- PROBLEM STATEMENT
Before anything else, copy every record below exactly as it stands.

- DATA RECORDS
•••
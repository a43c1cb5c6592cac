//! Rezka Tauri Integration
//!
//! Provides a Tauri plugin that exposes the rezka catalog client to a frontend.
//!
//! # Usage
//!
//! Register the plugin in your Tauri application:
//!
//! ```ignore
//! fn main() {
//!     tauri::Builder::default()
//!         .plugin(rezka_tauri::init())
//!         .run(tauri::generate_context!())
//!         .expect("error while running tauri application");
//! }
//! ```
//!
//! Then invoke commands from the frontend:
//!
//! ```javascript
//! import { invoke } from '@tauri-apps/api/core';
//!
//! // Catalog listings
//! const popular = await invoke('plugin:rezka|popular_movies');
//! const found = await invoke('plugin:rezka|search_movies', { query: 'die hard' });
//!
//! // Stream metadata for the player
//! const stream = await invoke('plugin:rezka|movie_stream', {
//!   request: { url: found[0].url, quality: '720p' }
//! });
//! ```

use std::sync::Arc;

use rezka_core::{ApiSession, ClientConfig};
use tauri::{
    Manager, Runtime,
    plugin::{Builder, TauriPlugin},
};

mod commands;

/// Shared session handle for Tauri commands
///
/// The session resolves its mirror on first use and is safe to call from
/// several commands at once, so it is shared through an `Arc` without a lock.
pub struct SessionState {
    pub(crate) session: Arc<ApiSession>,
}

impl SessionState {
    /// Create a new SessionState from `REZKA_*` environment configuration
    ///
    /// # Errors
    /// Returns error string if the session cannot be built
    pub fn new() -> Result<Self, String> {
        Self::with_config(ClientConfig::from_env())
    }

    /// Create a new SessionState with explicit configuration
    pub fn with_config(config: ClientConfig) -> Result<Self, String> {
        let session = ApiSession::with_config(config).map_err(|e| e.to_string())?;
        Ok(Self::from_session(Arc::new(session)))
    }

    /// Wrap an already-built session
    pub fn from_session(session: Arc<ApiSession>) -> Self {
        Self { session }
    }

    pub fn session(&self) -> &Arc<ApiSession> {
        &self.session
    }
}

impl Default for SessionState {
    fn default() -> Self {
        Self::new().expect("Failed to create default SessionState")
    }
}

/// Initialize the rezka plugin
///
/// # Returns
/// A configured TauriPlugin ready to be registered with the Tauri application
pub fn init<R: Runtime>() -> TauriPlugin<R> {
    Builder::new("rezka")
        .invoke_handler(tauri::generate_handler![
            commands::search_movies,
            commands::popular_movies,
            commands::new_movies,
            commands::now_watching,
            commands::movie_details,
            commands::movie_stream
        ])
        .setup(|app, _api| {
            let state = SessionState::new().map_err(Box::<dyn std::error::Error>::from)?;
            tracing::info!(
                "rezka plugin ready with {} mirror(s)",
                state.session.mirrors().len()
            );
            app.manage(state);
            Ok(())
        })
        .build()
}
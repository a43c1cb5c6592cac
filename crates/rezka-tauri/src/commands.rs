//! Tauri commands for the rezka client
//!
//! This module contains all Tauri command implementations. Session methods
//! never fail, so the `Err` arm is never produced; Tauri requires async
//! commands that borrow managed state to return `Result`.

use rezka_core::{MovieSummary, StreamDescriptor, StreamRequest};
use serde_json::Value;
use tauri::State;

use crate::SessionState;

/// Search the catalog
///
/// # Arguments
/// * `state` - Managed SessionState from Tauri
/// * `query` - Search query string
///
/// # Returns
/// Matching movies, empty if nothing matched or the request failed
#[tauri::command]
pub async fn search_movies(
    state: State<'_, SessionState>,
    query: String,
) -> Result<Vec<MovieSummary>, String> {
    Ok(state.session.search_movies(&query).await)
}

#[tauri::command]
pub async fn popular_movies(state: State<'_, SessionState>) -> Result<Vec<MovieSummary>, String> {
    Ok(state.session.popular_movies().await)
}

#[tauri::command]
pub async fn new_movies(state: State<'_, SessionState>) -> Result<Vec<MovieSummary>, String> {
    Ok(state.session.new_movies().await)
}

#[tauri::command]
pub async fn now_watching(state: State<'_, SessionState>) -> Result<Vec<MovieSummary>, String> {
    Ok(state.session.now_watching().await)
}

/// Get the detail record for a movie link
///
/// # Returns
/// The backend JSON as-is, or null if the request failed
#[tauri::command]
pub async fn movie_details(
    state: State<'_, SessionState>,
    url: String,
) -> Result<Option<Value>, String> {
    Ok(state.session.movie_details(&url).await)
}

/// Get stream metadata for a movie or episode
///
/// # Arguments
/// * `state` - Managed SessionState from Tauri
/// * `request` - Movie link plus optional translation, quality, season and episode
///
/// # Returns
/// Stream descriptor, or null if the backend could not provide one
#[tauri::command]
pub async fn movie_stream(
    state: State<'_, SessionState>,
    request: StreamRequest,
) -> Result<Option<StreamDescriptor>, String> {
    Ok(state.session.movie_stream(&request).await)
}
•••
- FINAL ANSWER
repository a43c1cb5c6592cac
//! Rezka Tauri Integration
//!
//! Provides a Tauri plugin that exposes the rezka catalog client to a frontend.
//!
//! # Usage
//!
//! Register the plugin in your Tauri application:
//!
//! ```ignore
//! fn main() {
//!     tauri::Builder::default()
//!         .plugin(rezka_tauri::init())
//!         .run(tauri::generate_context!())
//!         .expect("error while running tauri application");
//! }
//! ```
//!
//! Then invoke commands from the frontend:
//!
//! ```javascript
//! import { invoke } from '@tauri-apps/api/core';
//!
//! // Catalog listings
//! const popular = await invoke('plugin:rezka|popular_movies');
//! const found = await invoke('plugin:rezka|search_movies', { query: 'die hard' });
//!
//! // Stream metadata for the player
//! const stream = await invoke('plugin:rezka|movie_stream', {
//!   request: { url: found[0].url, quality: '720p' }
//! });
//! ```

use std::sync::Arc;

use rezka_core::{ApiSession, ClientConfig};
use tauri::{
    Manager, Runtime,
    plugin::{Builder, TauriPlugin},
};

mod commands;

/// Shared session handle for Tauri commands
///
/// The session resolves its mirror on first use and is safe to call from
/// several commands at once, so it is shared through an `Arc` without a lock.
pub struct SessionState {
    pub(crate) session: Arc<ApiSession>,
}

impl SessionState {
    /// Create a new SessionState from `REZKA_*` environment configuration
    ///
    /// # Errors
    /// Returns error string if the session cannot be built
    pub fn new() -> Result<Self, String> {
        Self::with_config(ClientConfig::from_env())
    }

    /// Create a new SessionState with explicit configuration
    pub fn with_config(config: ClientConfig) -> Result<Self, String> {
        let session = ApiSession::with_config(config).map_err(|e| e.to_string())?;
        Ok(Self::from_session(Arc::new(session)))
    }

    /// Wrap an already-built session
    pub fn from_session(session: Arc<ApiSession>) -> Self {
        Self { session }
    }

    pub fn session(&self) -> &Arc<ApiSession> {
        &self.session
    }
}

impl Default for SessionState {
    fn default() -> Self {
        Self::new().expect("Failed to create default SessionState")
    }
}

/// Initialize the rezka plugin
///
/// # Returns
/// A configured TauriPlugin ready to be registered with the Tauri application
pub fn init<R: Runtime>() -> TauriPlugin<R> {
    Builder::new("rezka")
        .invoke_handler(tauri::generate_handler![
            commands::search_movies,
            commands::popular_movies,
            commands::new_movies,
            commands::now_watching,
            commands::movie_details,
            commands::movie_stream
        ])
        .setup(|app, _api| {
            let state = SessionState::new().map_err(Box::<dyn std::error::Error>::from)?;
            tracing::info!(
                "rezka plugin ready with {} mirror(s)",
                state.session.mirrors().len()
            );
            app.manage(state);
            Ok(())
        })
        .build()
}
repository a43c1cb5c6592cac
filename crates/rezka-tauri/src/commands.rs
//! Tauri commands for the rezka client
//!
//! This module contains all Tauri command implementations. Session methods
//! never fail, so the `Err` arm is never produced; Tauri requires async
//! commands that borrow managed state to return `Result`.

use rezka_core::{MovieSummary, StreamDescriptor, StreamRequest};
use serde_json::Value;
use tauri::State;

use crate::SessionState;

/// Search the catalog
///
/// # Arguments
/// * `state` - Managed SessionState from Tauri
/// * `query` - Search query string
///
/// # Returns
/// Matching movies, empty if nothing matched or the request failed
#[tauri::command]
pub async fn search_movies(
    state: State<'_, SessionState>,
    query: String,
) -> Result<Vec<MovieSummary>, String> {
    Ok(state.session.search_movies(&query).await)
}

#[tauri::command]
pub async fn popular_movies(state: State<'_, SessionState>) -> Result<Vec<MovieSummary>, String> {
    Ok(state.session.popular_movies().await)
}

#[tauri::command]
pub async fn new_movies(state: State<'_, SessionState>) -> Result<Vec<MovieSummary>, String> {
    Ok(state.session.new_movies().await)
}

#[tauri::command]
pub async fn now_watching(state: State<'_, SessionState>) -> Result<Vec<MovieSummary>, String> {
    Ok(state.session.now_watching().await)
}

/// Get the detail record for a movie link
///
/// # Returns
/// The backend JSON as-is, or null if the request failed
#[tauri::command]
pub async fn movie_details(
    state: State<'_, SessionState>,
    url: String,
) -> Result<Option<Value>, String> {
    Ok(state.session.movie_details(&url).await)
}

/// Get stream metadata for a movie or episode
///
/// # Arguments
/// * `state` - Managed SessionState from Tauri
/// * `request` - Movie link plus optional translation, quality, season and episode
///
/// # Returns
/// Stream descriptor, or null if the backend could not provide one
#[tauri::command]
pub async fn movie_stream(
    state: State<'_, SessionState>,
    request: StreamRequest,
) -> Result<Option<StreamDescriptor>, String> {
    Ok(state.session.movie_stream(&request).await)
}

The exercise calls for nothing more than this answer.